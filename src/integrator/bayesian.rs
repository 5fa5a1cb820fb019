//! Uncoupled Gibbs sampler: every domain has its own label prior and its own
//! per-classifier error rates.
//!
//! One sweep of a domain chain:
//! 1. label prior ~ Beta(α_l + #label=1, β_l + #label=0)
//! 2. error rate of classifier j ~ Beta(α_e + d_j, β_e + o_j - d_j)
//! 3. every consensus label is redrawn from its Bernoulli posterior
//!
//! Domains never read each other's state, so each chain owns a private RNG
//! seeded from the integrator's generator and may run on its own thread.

use std::sync::Arc;

use rand::rngs::StdRng;
use rand::{Rng, SeedableRng};
use tracing::{debug, info};

use crate::data::{ErrorRates, IntegratedData, Label, ObservedInstance, PredictedInstance};

use super::config::SamplerConfig;
use super::index::{DomainObservations, ObservationIndex};
use super::sampling::{
    domain_log_likelihood, label_posterior, sample_bernoulli, sample_beta, seeded_rng, DomainSums,
};
use super::statistics::{DomainCounts, SufficientStatistics};
use super::trace::{SampleTrace, SampleTraceSink};
use super::{Integrator, IntegratorError, Posterior};

/// Error rate every chain starts from.
pub(crate) const INITIAL_ERROR_RATE: f64 = 0.25;
/// Label prior every chain starts from.
pub(crate) const INITIAL_LABEL_PRIOR: f64 = 0.5;

/// Current sample state of one domain.
#[derive(Debug, Clone)]
struct DomainChain {
    label_prior: f64,
    error_rates: Vec<f64>,
    labels: Vec<u8>,
    counts: DomainCounts,
}

/// Per-sample summary of one chain, merged across domains for tracing.
#[derive(Debug, Clone, Copy)]
struct ChainSnapshot {
    label_prior: f64,
    error_rate_sum: f64,
    log_likelihood: f64,
}

struct DomainRun {
    sums: DomainSums,
    /// One entry per retained sample; empty unless the run is traced.
    snapshots: Vec<ChainSnapshot>,
}

impl DomainChain {
    fn new(domain: &DomainObservations, labels: Vec<u8>, number_of_classifiers: usize) -> Self {
        let counts = DomainCounts::from_labels(domain, &labels, number_of_classifiers);
        Self {
            label_prior: INITIAL_LABEL_PRIOR,
            error_rates: vec![INITIAL_ERROR_RATE; number_of_classifiers],
            labels,
            counts,
        }
    }

    fn sweep(
        &mut self,
        domain: &DomainObservations,
        config: &SamplerConfig,
        rng: &mut StdRng,
    ) -> Result<(), IntegratorError> {
        self.label_prior = sample_beta(
            rng,
            config.labels_prior_alpha + f64::from(self.counts.label_count(1)),
            config.labels_prior_beta + f64::from(self.counts.label_count(0)),
        )?;

        for (j, rate) in self.error_rates.iter_mut().enumerate() {
            let d = f64::from(self.counts.disagreements(j));
            let o = f64::from(self.counts.observations(j));
            *rate = sample_beta(
                rng,
                config.error_rates_prior_alpha + d,
                config.error_rates_prior_beta + o - d,
            )?;
        }

        for i in 0..domain.number_of_instances() {
            let observations = domain.instance(i);
            self.counts.before_resample(self.labels[i], observations);
            let p1 = label_posterior(self.label_prior, observations, |j| self.error_rates[j]);
            self.labels[i] = sample_bernoulli(rng, p1)?;
            self.counts.after_resample(self.labels[i], observations);
        }
        Ok(())
    }

    fn snapshot(&self) -> ChainSnapshot {
        ChainSnapshot {
            label_prior: self.label_prior,
            error_rate_sum: self.error_rates.iter().sum(),
            log_likelihood: domain_log_likelihood(&self.counts, self.label_prior, |j| {
                self.error_rates[j]
            }),
        }
    }

    fn retain(&self, run: &mut DomainRun, traced: bool) {
        run.sums
            .accumulate(self.label_prior, |j| self.error_rates[j], &self.labels);
        if traced {
            run.snapshots.push(self.snapshot());
        }
    }

    /// Burn-in, then `number_of_samples` retained draws separated by
    /// `number_of_thinning_samples` discarded sweeps.
    fn run(
        &mut self,
        domain: &DomainObservations,
        config: &SamplerConfig,
        seed: u64,
        traced: bool,
    ) -> Result<DomainRun, IntegratorError> {
        let mut rng = StdRng::seed_from_u64(seed);
        for _ in 0..config.number_of_burn_in_samples {
            self.sweep(domain, config, &mut rng)?;
        }

        let mut run = DomainRun {
            sums: DomainSums::new(self.error_rates.len(), self.labels.len()),
            snapshots: Vec::with_capacity(if traced { config.number_of_samples } else { 0 }),
        };
        self.retain(&mut run, traced);
        for _ in 1..config.number_of_samples {
            for _ in 0..=config.number_of_thinning_samples {
                self.sweep(domain, config, &mut rng)?;
            }
            self.retain(&mut run, traced);
        }
        Ok(run)
    }
}

pub struct BayesianIntegrator {
    config: SamplerConfig,
    index: ObservationIndex,
    chains: Vec<DomainChain>,
    rng: StdRng,
    trace: Option<Arc<dyn SampleTraceSink>>,
    posterior: Option<Posterior>,
}

impl BayesianIntegrator {
    pub fn new(data: &[PredictedInstance], config: SamplerConfig) -> Result<Self, IntegratorError> {
        config.validate()?;
        let index = ObservationIndex::build(data)?;
        index.require_full_coverage()?;

        let n = index.number_of_classifiers();
        let chains = index
            .domains
            .iter()
            .map(|domain| DomainChain::new(domain, domain.majority_labels(), n))
            .collect();
        let rng = seeded_rng(config.seed);
        debug!(
            domains = index.number_of_domains(),
            classifiers = n,
            "bayesian integrator initialized"
        );

        Ok(Self {
            config,
            index,
            chains,
            rng,
            trace: None,
            posterior: None,
        })
    }

    /// Start the chains from known labels where `observed` provides them
    /// instead of the majority vote. Instances absent from the predictions
    /// are ignored.
    pub fn with_observed(mut self, observed: &[ObservedInstance]) -> Result<Self, IntegratorError> {
        let n = self.index.number_of_classifiers();
        for row in observed {
            let p = self
                .index
                .domain_index(&row.label)
                .ok_or_else(|| IntegratorError::UnknownDomain {
                    label: row.label.clone(),
                })?;
            if let Some(i) = self.index.domains[p].instances.get(&row.id) {
                self.chains[p].labels[i] = u8::from(row.value);
            }
        }
        for (chain, domain) in self.chains.iter_mut().zip(&self.index.domains) {
            chain.counts = DomainCounts::from_labels(domain, &chain.labels, n);
        }
        self.posterior = None;
        Ok(self)
    }

    pub fn with_trace(mut self, sink: Arc<dyn SampleTraceSink>) -> Self {
        self.trace = Some(sink);
        self
    }

    pub fn config(&self) -> &SamplerConfig {
        &self.config
    }

    /// Incrementally maintained counts of the current state.
    pub fn statistics(&self) -> SufficientStatistics {
        SufficientStatistics::uncoupled(self.chains.iter().map(|c| c.counts.clone()).collect())
    }

    /// Counts re-derived from scratch from the current labels.
    pub fn recomputed_statistics(&self) -> SufficientStatistics {
        let n = self.index.number_of_classifiers();
        SufficientStatistics::uncoupled(
            self.chains
                .iter()
                .zip(&self.index.domains)
                .map(|(chain, domain)| DomainCounts::from_labels(domain, &chain.labels, n))
                .collect(),
        )
    }

    /// Posterior mean label prior per domain, running inference if needed.
    pub fn label_prior_means(&mut self) -> Result<&[(Label, f64)], IntegratorError> {
        Ok(&self.posterior(false)?.label_priors)
    }

    fn posterior(&mut self, force: bool) -> Result<&Posterior, IntegratorError> {
        let posterior = match self.posterior.take() {
            Some(posterior) if !force => posterior,
            _ => self.infer()?,
        };
        Ok(self.posterior.insert(posterior))
    }

    fn infer(&mut self) -> Result<Posterior, IntegratorError> {
        let seeds: Vec<u64> = (0..self.chains.len()).map(|_| self.rng.gen()).collect();
        let config = &self.config;
        let traced = self.trace.is_some();
        debug!(
            burn_in = config.number_of_burn_in_samples,
            thinning = config.number_of_thinning_samples,
            samples = config.number_of_samples,
            parallel = config.parallel_domains,
            "bayesian inference started"
        );

        let results: Vec<Result<DomainRun, IntegratorError>> = if config.parallel_domains {
            std::thread::scope(|scope| {
                let handles: Vec<_> = self
                    .chains
                    .iter_mut()
                    .zip(&self.index.domains)
                    .zip(&seeds)
                    .map(|((chain, domain), &seed)| {
                        scope.spawn(move || chain.run(domain, config, seed, traced))
                    })
                    .collect();
                handles
                    .into_iter()
                    .map(|handle| {
                        handle.join().unwrap_or_else(|_| {
                            Err(IntegratorError::Worker("domain sampler panicked".to_string()))
                        })
                    })
                    .collect()
            })
        } else {
            self.chains
                .iter_mut()
                .zip(&self.index.domains)
                .zip(&seeds)
                .map(|((chain, domain), &seed)| chain.run(domain, config, seed, traced))
                .collect()
        };
        let runs = results.into_iter().collect::<Result<Vec<_>, _>>()?;

        if let Some(sink) = &self.trace {
            emit_trace(&**sink, &runs, config, self.index.number_of_classifiers())?;
        }

        let sums: Vec<DomainSums> = runs.into_iter().map(|run| run.sums).collect();
        let posterior = Posterior::from_sums(&self.index, &sums);
        info!(
            domains = self.index.number_of_domains(),
            sweeps = sweeps_per_run(config),
            "bayesian inference completed"
        );
        Ok(posterior)
    }
}

/// Total sweeps of one inference run.
pub(crate) fn sweeps_per_run(config: &SamplerConfig) -> usize {
    config.number_of_burn_in_samples
        + config.number_of_samples.saturating_sub(1) * (config.number_of_thinning_samples + 1)
}

/// Sweeps completed when retained sample `sample_index` is taken.
pub(crate) fn sweep_of_sample(config: &SamplerConfig, sample_index: usize) -> usize {
    config.number_of_burn_in_samples + sample_index * (config.number_of_thinning_samples + 1)
}

fn emit_trace(
    sink: &dyn SampleTraceSink,
    runs: &[DomainRun],
    config: &SamplerConfig,
    number_of_classifiers: usize,
) -> Result<(), IntegratorError> {
    let domains = runs.len() as f64;
    let rates = (runs.len() * number_of_classifiers).max(1) as f64;
    for sample_index in 0..config.number_of_samples {
        let mut label_prior = 0.0;
        let mut error_rate = 0.0;
        let mut log_likelihood = 0.0;
        for run in runs {
            let snapshot = run.snapshots[sample_index];
            label_prior += snapshot.label_prior;
            error_rate += snapshot.error_rate_sum;
            log_likelihood += snapshot.log_likelihood;
        }
        sink.record(SampleTrace {
            sample_index,
            sweep: sweep_of_sample(config, sample_index),
            number_of_clusters: runs.len(),
            mean_label_prior: label_prior / domains,
            mean_error_rate: error_rate / rates,
            log_likelihood,
        })?;
    }
    Ok(())
}

impl Integrator for BayesianIntegrator {
    fn error_rates(&mut self, force: bool) -> Result<&ErrorRates, IntegratorError> {
        Ok(&self.posterior(force)?.error_rates)
    }

    fn integrated_data(&mut self, force: bool) -> Result<&IntegratedData, IntegratorError> {
        Ok(&self.posterior(force)?.integrated)
    }
}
──────────
**Exercise instructions:**
From the entries above, extract only the lines running from the one containing "Sweeps completed when" through the one containing "fn error_rates(&mut self, force: bool)", inclusive.

**Solution to the exercise:**
/// Sweeps completed when retained sample `sample_index` is taken.
pub(crate) fn sweep_of_sample(config: &SamplerConfig, sample_index: usize) -> usize {
    config.number_of_burn_in_samples + sample_index * (config.number_of_thinning_samples + 1)
}

fn emit_trace(
    sink: &dyn SampleTraceSink,
    runs: &[DomainRun],
    config: &SamplerConfig,
    number_of_classifiers: usize,
) -> Result<(), IntegratorError> {
    let domains = runs.len() as f64;
    let rates = (runs.len() * number_of_classifiers).max(1) as f64;
    for sample_index in 0..config.number_of_samples {
        let mut label_prior = 0.0;
        let mut error_rate = 0.0;
        let mut log_likelihood = 0.0;
        for run in runs {
            let snapshot = run.snapshots[sample_index];
            label_prior += snapshot.label_prior;
            error_rate += snapshot.error_rate_sum;
            log_likelihood += snapshot.log_likelihood;
        }
        sink.record(SampleTrace {
            sample_index,
            sweep: sweep_of_sample(config, sample_index),
            number_of_clusters: runs.len(),
            mean_label_prior: label_prior / domains,
            mean_error_rate: error_rate / rates,
            log_likelihood,
        })?;
    }
    Ok(())
}

impl Integrator for BayesianIntegrator {
    fn error_rates(&mut self, force: bool) -> Result<&ErrorRates, IntegratorError> {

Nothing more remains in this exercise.